*STUDY MATERIAL:*
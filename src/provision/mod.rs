//! CMS content-model provisioning
//!
//! Upserts every content type of a [`ContentModel`] into the space, checks
//! that the expected types exist, and registers the rebuild webhook.
//! A failing content type is logged and skipped. A space that cannot be
//! reached aborts the run.

mod management;
mod schema;

pub use management::{ManagementClient, Remote, Webhook};
pub use schema::{ContentModel, ContentTypeDef, FieldDef};

use thiserror::Error;

use crate::config::{env, CmsCredentials, SiteConfig, WebhookConfig};

#[derive(Debug, Error)]
pub enum ProvisionError {
    #[error("missing required environment variable {0}")]
    MissingVariable(&'static str),

    #[error("HTTP error: {0}")]
    Http(#[from] reqwest::Error),

    #[error("{url} returned {status}: {message}")]
    Api {
        status: u16,
        url: String,
        message: String,
    },

    #[error("cannot reach space: {0}")]
    Connectivity(String),

    #[error("invalid content model: {0}")]
    Schema(String),

    #[error(transparent)]
    Io(#[from] std::io::Error),
}

#[derive(Debug, Clone, Copy, PartialEq, Eq, Default)]
pub enum ProvisionMode {
    /// Upsert content types, then validate
    #[default]
    Full,
    ValidateOnly,
    WebhooksOnly,
    /// Full, then register the webhook
    FullWithWebhooks,
}

impl ProvisionMode {
    fn upserts(self) -> bool {
        matches!(self, Self::Full | Self::FullWithWebhooks)
    }

    fn validates(self) -> bool {
        !matches!(self, Self::WebhooksOnly)
    }

    fn registers_webhook(self) -> bool {
        matches!(self, Self::WebhooksOnly | Self::FullWithWebhooks)
    }
}

#[derive(Debug, Clone, Copy, PartialEq, Eq)]
pub enum WebhookAction {
    Created,
    Updated,
}

/// Outcome of a provisioning run
#[derive(Debug, Default)]
pub struct ProvisionReport {
    pub space: String,
    pub created: Vec<String>,
    pub updated: Vec<String>,
    /// Content type id and error message
    pub failed: Vec<(String, String)>,
    /// Expected content types absent after the run
    pub missing: Vec<String>,
    /// Set when the content types could not be listed for validation
    pub validation_error: Option<String>,
    pub webhook: Option<WebhookAction>,
    pub webhook_error: Option<String>,
}

impl ProvisionReport {
    pub fn is_clean(&self) -> bool {
        self.failed.is_empty()
            && self.missing.is_empty()
            && self.validation_error.is_none()
            && self.webhook_error.is_none()
    }

    /// Human-readable summary, one line per fact
    pub fn summary(&self) -> String {
        let mut lines = vec![format!("Space: {}", self.space)];
        if !self.created.is_empty() {
            lines.push(format!("Created: {}", self.created.join(", ")));
        }
        if !self.updated.is_empty() {
            lines.push(format!("Updated: {}", self.updated.join(", ")));
        }
        for (id, error) in &self.failed {
            lines.push(format!("Failed: {} ({})", id, error));
        }
        if !self.missing.is_empty() {
            lines.push(format!("Missing content types: {}", self.missing.join(", ")));
        }
        if let Some(error) = &self.validation_error {
            lines.push(format!("Validation: failed ({})", error));
        }
        match (&self.webhook, &self.webhook_error) {
            (Some(WebhookAction::Created), _) => lines.push("Webhook: created".to_string()),
            (Some(WebhookAction::Updated), _) => lines.push("Webhook: updated".to_string()),
            (None, Some(error)) => lines.push(format!("Webhook: failed ({})", error)),
            (None, None) => {}
        }
        lines.join("\n")
    }
}

pub struct Provisioner {
    client: ManagementClient,
    model: ContentModel,
    webhook: WebhookConfig,
    webhook_url: Option<String>,
}

impl Provisioner {
    pub fn new(
        client: ManagementClient,
        model: ContentModel,
        webhook: WebhookConfig,
        webhook_url: Option<String>,
    ) -> Self {
        Self {
            client,
            model,
            webhook,
            webhook_url,
        }
    }

    /// Build from environment credentials; the space id is checked first
    pub fn from_credentials(
        config: &SiteConfig,
        creds: &CmsCredentials,
        model: ContentModel,
    ) -> Result<Self, ProvisionError> {
        let space_id = creds
            .space_id
            .as_deref()
            .ok_or(ProvisionError::MissingVariable(env::SPACE_ID))?;
        let token = creds
            .management_token
            .as_deref()
            .ok_or(ProvisionError::MissingVariable(env::MANAGEMENT_TOKEN))?;
        let environment = creds
            .environment
            .as_deref()
            .unwrap_or(&config.cms.environment);

        let client = ManagementClient::new(&config.cms.management_host, space_id, environment, token)?;
        Ok(Self::new(
            client,
            model,
            config.webhook.clone(),
            creds.webhook_url.clone(),
        ))
    }

    pub async fn run(&self, mode: ProvisionMode) -> Result<ProvisionReport, ProvisionError> {
        let space = self.client.check_space().await?;
        tracing::info!("Connected to space {}", space);

        let mut report = ProvisionReport {
            space,
            ..Default::default()
        };

        if mode.upserts() {
            for def in &self.model.content_types {
                match self.upsert(def).await {
                    Ok(true) => report.created.push(def.id.clone()),
                    Ok(false) => report.updated.push(def.id.clone()),
                    Err(e) => {
                        tracing::warn!("Failed to provision {}: {}", def.id, e);
                        report.failed.push((def.id.clone(), e.to_string()));
                    }
                }
            }
        }

        if mode.validates() {
            match self.validate().await {
                Ok(missing) => {
                    for id in &missing {
                        tracing::warn!("Content type {} is missing", id);
                    }
                    report.missing = missing;
                }
                Err(e) => {
                    tracing::warn!("Validation failed: {}", e);
                    report.validation_error = Some(e.to_string());
                }
            }
        }

        if mode.registers_webhook() {
            match self.register_webhook().await {
                Ok(action) => report.webhook = Some(action),
                Err(e) => {
                    tracing::warn!("Webhook registration failed: {}", e);
                    report.webhook_error = Some(e.to_string());
                }
            }
        }

        Ok(report)
    }

    /// Create or update one content type and publish it. `Ok(true)` when created.
    async fn upsert(&self, def: &ContentTypeDef) -> Result<bool, ProvisionError> {
        let existing = self.client.get_content_type(&def.id).await?;
        let created = existing.is_none();
        let saved = self
            .client
            .put_content_type(def, existing.map(|r| r.version))
            .await?;
        self.client.publish_content_type(&saved).await?;
        tracing::info!("{} {}", if created { "Created" } else { "Updated" }, def.id);
        Ok(created)
    }

    /// Expected content-type ids not present in the space
    pub async fn validate(&self) -> Result<Vec<String>, ProvisionError> {
        let remote = self.client.list_content_types().await?;
        Ok(self
            .model
            .ids()
            .into_iter()
            .filter(|id| !remote.iter().any(|r| r == id))
            .map(str::to_string)
            .collect())
    }

    async fn register_webhook(&self) -> Result<WebhookAction, ProvisionError> {
        let target = self
            .webhook_url
            .as_deref()
            .ok_or(ProvisionError::MissingVariable(env::WEBHOOK_URL))?;

        let existing = self
            .client
            .list_webhooks()
            .await?
            .into_iter()
            .find(|w| w.name == self.webhook.name);

        match existing {
            Some(hook) => {
                self.client
                    .update_webhook(&hook.remote, &self.webhook.name, target, &self.webhook.topics)
                    .await?;
                tracing::info!("Updated webhook {}", self.webhook.name);
                Ok(WebhookAction::Updated)
            }
            None => {
                self.client
                    .create_webhook(&self.webhook.name, target, &self.webhook.topics)
                    .await?;
                tracing::info!("Created webhook {}", self.webhook.name);
                Ok(WebhookAction::Created)
            }
        }
    }
}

*ASSIGNMENT:* Every entry must appear in the answer, reproduced exactly.

*SOLUTION FOR THIS EXERCISE:*
filename src/provision/mod.rs
//! CMS content-model provisioning
//!
//! Upserts every content type of a [`ContentModel`] into the space, checks
//! that the expected types exist, and registers the rebuild webhook.
//! A failing content type is logged and skipped. A space that cannot be
//! reached aborts the run.

mod management;
mod schema;

pub use management::{ManagementClient, Remote, Webhook};
pub use schema::{ContentModel, ContentTypeDef, FieldDef};

use thiserror::Error;

use crate::config::{env, CmsCredentials, SiteConfig, WebhookConfig};

#[derive(Debug, Error)]
pub enum ProvisionError {
    #[error("missing required environment variable {0}")]
    MissingVariable(&'static str),

    #[error("HTTP error: {0}")]
    Http(#[from] reqwest::Error),

    #[error("{url} returned {status}: {message}")]
    Api {
        status: u16,
        url: String,
        message: String,
    },

    #[error("cannot reach space: {0}")]
    Connectivity(String),

    #[error("invalid content model: {0}")]
    Schema(String),

    #[error(transparent)]
    Io(#[from] std::io::Error),
}

#[derive(Debug, Clone, Copy, PartialEq, Eq, Default)]
pub enum ProvisionMode {
    /// Upsert content types, then validate
    #[default]
    Full,
    ValidateOnly,
    WebhooksOnly,
    /// Full, then register the webhook
    FullWithWebhooks,
}

impl ProvisionMode {
    fn upserts(self) -> bool {
        matches!(self, Self::Full | Self::FullWithWebhooks)
    }

    fn validates(self) -> bool {
        !matches!(self, Self::WebhooksOnly)
    }

    fn registers_webhook(self) -> bool {
        matches!(self, Self::WebhooksOnly | Self::FullWithWebhooks)
    }
}

#[derive(Debug, Clone, Copy, PartialEq, Eq)]
pub enum WebhookAction {
    Created,
    Updated,
}

/// Outcome of a provisioning run
#[derive(Debug, Default)]
pub struct ProvisionReport {
    pub space: String,
    pub created: Vec<String>,
    pub updated: Vec<String>,
    /// Content type id and error message
    pub failed: Vec<(String, String)>,
    /// Expected content types absent after the run
    pub missing: Vec<String>,
    /// Set when the content types could not be listed for validation
    pub validation_error: Option<String>,
    pub webhook: Option<WebhookAction>,
    pub webhook_error: Option<String>,
}

impl ProvisionReport {
    pub fn is_clean(&self) -> bool {
        self.failed.is_empty()
            && self.missing.is_empty()
            && self.validation_error.is_none()
            && self.webhook_error.is_none()
    }

    /// Human-readable summary, one line per fact
    pub fn summary(&self) -> String {
        let mut lines = vec![format!("Space: {}", self.space)];
        if !self.created.is_empty() {
            lines.push(format!("Created: {}", self.created.join(", ")));
        }
        if !self.updated.is_empty() {
            lines.push(format!("Updated: {}", self.updated.join(", ")));
        }
        for (id, error) in &self.failed {
            lines.push(format!("Failed: {} ({})", id, error));
        }
        if !self.missing.is_empty() {
            lines.push(format!("Missing content types: {}", self.missing.join(", ")));
        }
        if let Some(error) = &self.validation_error {
            lines.push(format!("Validation: failed ({})", error));
        }
        match (&self.webhook, &self.webhook_error) {
            (Some(WebhookAction::Created), _) => lines.push("Webhook: created".to_string()),
            (Some(WebhookAction::Updated), _) => lines.push("Webhook: updated".to_string()),
            (None, Some(error)) => lines.push(format!("Webhook: failed ({})", error)),
            (None, None) => {}
        }
        lines.join("\n")
    }
}

pub struct Provisioner {
    client: ManagementClient,
    model: ContentModel,
    webhook: WebhookConfig,
    webhook_url: Option<String>,
}

impl Provisioner {
    pub fn new(
        client: ManagementClient,
        model: ContentModel,
        webhook: WebhookConfig,
        webhook_url: Option<String>,
    ) -> Self {
        Self {
            client,
            model,
            webhook,
            webhook_url,
        }
    }

    /// Build from environment credentials; the space id is checked first
    pub fn from_credentials(
        config: &SiteConfig,
        creds: &CmsCredentials,
        model: ContentModel,
    ) -> Result<Self, ProvisionError> {
        let space_id = creds
            .space_id
            .as_deref()
            .ok_or(ProvisionError::MissingVariable(env::SPACE_ID))?;
        let token = creds
            .management_token
            .as_deref()
            .ok_or(ProvisionError::MissingVariable(env::MANAGEMENT_TOKEN))?;
        let environment = creds
            .environment
            .as_deref()
            .unwrap_or(&config.cms.environment);

        let client = ManagementClient::new(&config.cms.management_host, space_id, environment, token)?;
        Ok(Self::new(
            client,
            model,
            config.webhook.clone(),
            creds.webhook_url.clone(),
        ))
    }

    pub async fn run(&self, mode: ProvisionMode) -> Result<ProvisionReport, ProvisionError> {
        let space = self.client.check_space().await?;
        tracing::info!("Connected to space {}", space);

        let mut report = ProvisionReport {
            space,
            ..Default::default()
        };

        if mode.upserts() {
            for def in &self.model.content_types {
                match self.upsert(def).await {
                    Ok(true) => report.created.push(def.id.clone()),
                    Ok(false) => report.updated.push(def.id.clone()),
                    Err(e) => {
                        tracing::warn!("Failed to provision {}: {}", def.id, e);
                        report.failed.push((def.id.clone(), e.to_string()));
                    }
                }
            }
        }

        if mode.validates() {
            match self.validate().await {
                Ok(missing) => {
                    for id in &missing {
                        tracing::warn!("Content type {} is missing", id);
                    }
                    report.missing = missing;
                }
                Err(e) => {
                    tracing::warn!("Validation failed: {}", e);
                    report.validation_error = Some(e.to_string());
                }
            }
        }

        if mode.registers_webhook() {
            match self.register_webhook().await {
                Ok(action) => report.webhook = Some(action),
                Err(e) => {
                    tracing::warn!("Webhook registration failed: {}", e);
                    report.webhook_error = Some(e.to_string());
                }
            }
        }

        Ok(report)
    }

    /// Create or update one content type and publish it. `Ok(true)` when created.
    async fn upsert(&self, def: &ContentTypeDef) -> Result<bool, ProvisionError> {
        let existing = self.client.get_content_type(&def.id).await?;
        let created = existing.is_none();
        let saved = self
            .client
            .put_content_type(def, existing.map(|r| r.version))
            .await?;
        self.client.publish_content_type(&saved).await?;
        tracing::info!("{} {}", if created { "Created" } else { "Updated" }, def.id);
        Ok(created)
    }

    /// Expected content-type ids not present in the space
    pub async fn validate(&self) -> Result<Vec<String>, ProvisionError> {
        let remote = self.client.list_content_types().await?;
        Ok(self
            .model
            .ids()
            .into_iter()
            .filter(|id| !remote.iter().any(|r| r == id))
            .map(str::to_string)
            .collect())
    }

    async fn register_webhook(&self) -> Result<WebhookAction, ProvisionError> {
        let target = self
            .webhook_url
            .as_deref()
            .ok_or(ProvisionError::MissingVariable(env::WEBHOOK_URL))?;

        let existing = self
            .client
            .list_webhooks()
            .await?
            .into_iter()
            .find(|w| w.name == self.webhook.name);

        match existing {
            Some(hook) => {
                self.client
                    .update_webhook(&hook.remote, &self.webhook.name, target, &self.webhook.topics)
                    .await?;
                tracing::info!("Updated webhook {}", self.webhook.name);
                Ok(WebhookAction::Updated)
            }
            None => {
                self.client
                    .create_webhook(&self.webhook.name, target, &self.webhook.topics)
                    .await?;
                tracing::info!("Created webhook {}", self.webhook.name);
                Ok(WebhookAction::Created)
            }
        }
    }
}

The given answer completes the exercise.